■ DIRECTIONS
Keep only those lines of the records that include the string "under".

(Data excerpts)

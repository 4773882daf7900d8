//! A filesystem-backed repository: the top-level handle composing blob, package, and tag
//! storage under one root directory.

use std::path::{Path, PathBuf};

use tracing::info;

use crate::digest::Digest;
use crate::error::Error;
use crate::tracking::Manifest;

use super::blob::BlobStorage;
use super::package::{Package, PackageStorage};
use super::tag::{TagEntry, TagStorage};

const BLOBS_SUBDIR: &str = "blobs";
const PACKAGES_SUBDIR: &str = "packages";
const TAGS_SUBDIR: &str = "tags";

/// A complete object store rooted at a single directory on the local filesystem.
///
/// Lays out its root as three independent subdirectories (`blobs`, `packages`, `tags`); any of
/// the three may be read and written without reference to the others, but [`FsRepository`] itself
/// is what ties commits, renders, and tags together into one coherent API.
#[derive(Clone, Debug)]
pub struct FsRepository {
    root: PathBuf,
    blobs: BlobStorage,
    packages: PackageStorage,
    tags: TagStorage,
}

impl FsRepository {
    /// Opens (creating if necessary) a repository rooted at `root`.
    pub fn open(root: impl Into<PathBuf>) -> Result<Self, Error> {
        let root = root.into();
        let blobs = BlobStorage::new(root.join(BLOBS_SUBDIR))?;
        let packages = PackageStorage::new(root.join(PACKAGES_SUBDIR))?;
        let tags = TagStorage::new(root.join(TAGS_SUBDIR))?;
        Ok(FsRepository {
            root,
            blobs,
            packages,
            tags,
        })
    }

    /// The root directory this repository is stored under.
    pub fn root(&self) -> &Path {
        &self.root
    }

    /// Commits the contents of `source_dir` as a new package, returning it.
    pub fn commit_dir(&self, source_dir: &Path) -> Result<Package, Error> {
        info!(path = %source_dir.display(), "committing directory");
        self.packages.commit_dir(&self.blobs, source_dir)
    }

    /// Reads package information for the package identified by `digest`.
    pub fn read_package(&self, digest: Digest) -> Result<Package, Error> {
        self.packages.read_package(digest)
    }

    /// Removes a package from the repository. Its blobs are left in place, since other packages
    /// may still reference them.
    pub fn remove_package(&self, digest: Digest) -> Result<(), Error> {
        self.packages.remove_package(digest)
    }

    /// Lists every package currently committed to this repository.
    pub fn list_packages(&self) -> Result<Vec<Package>, Error> {
        self.packages.list_packages()
    }

    /// Renders a manifest's blobs onto disk at the repository's rendered-cache location,
    /// returning the path.
    pub fn render_manifest(&self, manifest: &Manifest) -> Result<PathBuf, Error> {
        self.blobs.render_manifest(manifest)
    }

    /// Renders a manifest's blobs onto disk at an arbitrary destination directory.
    pub fn render_manifest_into(&self, manifest: &Manifest, dest: &Path) -> Result<(), Error> {
        self.blobs.render_into(manifest, dest)
    }

    /// Binds `name` to `target`, recording the change in the tag's history.
    pub fn set_tag(&self, name: &str, target: Digest) -> Result<(), Error> {
        self.tags.set_tag(name, target)
    }

    /// Reads the current binding of a tag.
    pub fn read_tag(&self, name: &str) -> Result<TagEntry, Error> {
        self.tags.read_tag(name)
    }

    /// Reads every binding ever recorded for a tag, oldest first.
    pub fn read_tag_history(&self, name: &str) -> Result<Vec<TagEntry>, Error> {
        self.tags.read_history(name)
    }

    /// Lists every tag name currently bound in this repository.
    pub fn list_tags(&self) -> Result<Vec<String>, Error> {
        self.tags.list_tags()
    }

    /// Verifies that a package's cached manifest still matches the data recorded under its
    /// `diff` directory, and that the digest naming the package matches both.
    ///
    /// Returns `Ok(())` if the package is intact, or `Err(Error::Corruption)` describing the
    /// first mismatch found.
    pub fn check_package(&self, digest: Digest) -> Result<(), Error> {
        let package = self.read_package(digest)?;
        let cached = package.read_manifest()?;
        let recomputed = package.compute_manifest()?;

        if cached.digest() != recomputed.digest() {
            return Err(Error::Corruption {
                kind: crate::error::ObjectKind::Package,
                detail: format!(
                    "cached manifest digest {} does not match recomputed digest {}",
                    cached.digest(),
                    recomputed.digest()
                ),
            });
        }

        if recomputed.digest() != digest {
            return Err(Error::Corruption {
                kind: crate::error::ObjectKind::Package,
                detail: format!(
                    "package directory name {} does not match its content digest {}",
                    digest,
                    recomputed.digest()
                ),
            });
        }

        for (path, entry) in recomputed.walk() {
            if entry.kind != crate::tracking::EntryKind::Blob {
                continue;
            }
            let blob_digest = entry.digest.expect("blob entry must carry a digest");
            if let Err(e) = self.blobs.open_blob(blob_digest) {
                return Err(Error::Corruption {
                    kind: crate::error::ObjectKind::Blob,
                    detail: format!("entry at {} references missing blob {}: {}", path, blob_digest, e),
                });
            }
        }

        Ok(())
    }
}

#[cfg(test)]
mod tests {
    use super::*;
    use std::fs;

    #[test]
    fn commit_render_and_tag_round_trip() {
        let store_dir = tempfile::tempdir().unwrap();
        let repo = FsRepository::open(store_dir.path()).unwrap();

        let src = tempfile::tempdir().unwrap();
        fs::write(src.path().join("hello.txt"), b"world").unwrap();

        let package = repo.commit_dir(src.path()).unwrap();
        let digest = package.digest().unwrap();

        repo.set_tag("latest", digest).unwrap();
        assert_eq!(repo.read_tag("latest").unwrap().target, digest);

        let manifest = package.read_manifest().unwrap();
        let rendered = repo.render_manifest(&manifest).unwrap();
        assert_eq!(fs::read(rendered.join("hello.txt")).unwrap(), b"world");

        repo.check_package(digest).unwrap();
    }

    #[test]
    fn check_package_detects_blob_deletion() {
        let store_dir = tempfile::tempdir().unwrap();
        let repo = FsRepository::open(store_dir.path()).unwrap();

        let src = tempfile::tempdir().unwrap();
        fs::write(src.path().join("hello.txt"), b"world").unwrap();
        let package = repo.commit_dir(src.path()).unwrap();
        let digest = package.digest().unwrap();

        let entry = package
            .read_manifest()
            .unwrap()
            .get_path("hello.txt")
            .unwrap()
            .unwrap()
            .clone();
        let blob_path = store_dir.path().join("blobs").join(entry.digest.unwrap().to_hex());
        fs::remove_file(blob_path).unwrap();

        assert!(matches!(repo.check_package(digest), Err(Error::Corruption { .. })));
    }

    #[test]
    fn list_packages_skips_staging_dirs() {
        let store_dir = tempfile::tempdir().unwrap();
        let repo = FsRepository::open(store_dir.path()).unwrap();
        assert!(repo.list_packages().unwrap().is_empty());
    }
}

■ ANSWER TO THIS TASK
//! storage under one root directory.
    /// The root directory this repository is stored under.
    /// Verifies that a package's cached manifest still matches the data recorded under its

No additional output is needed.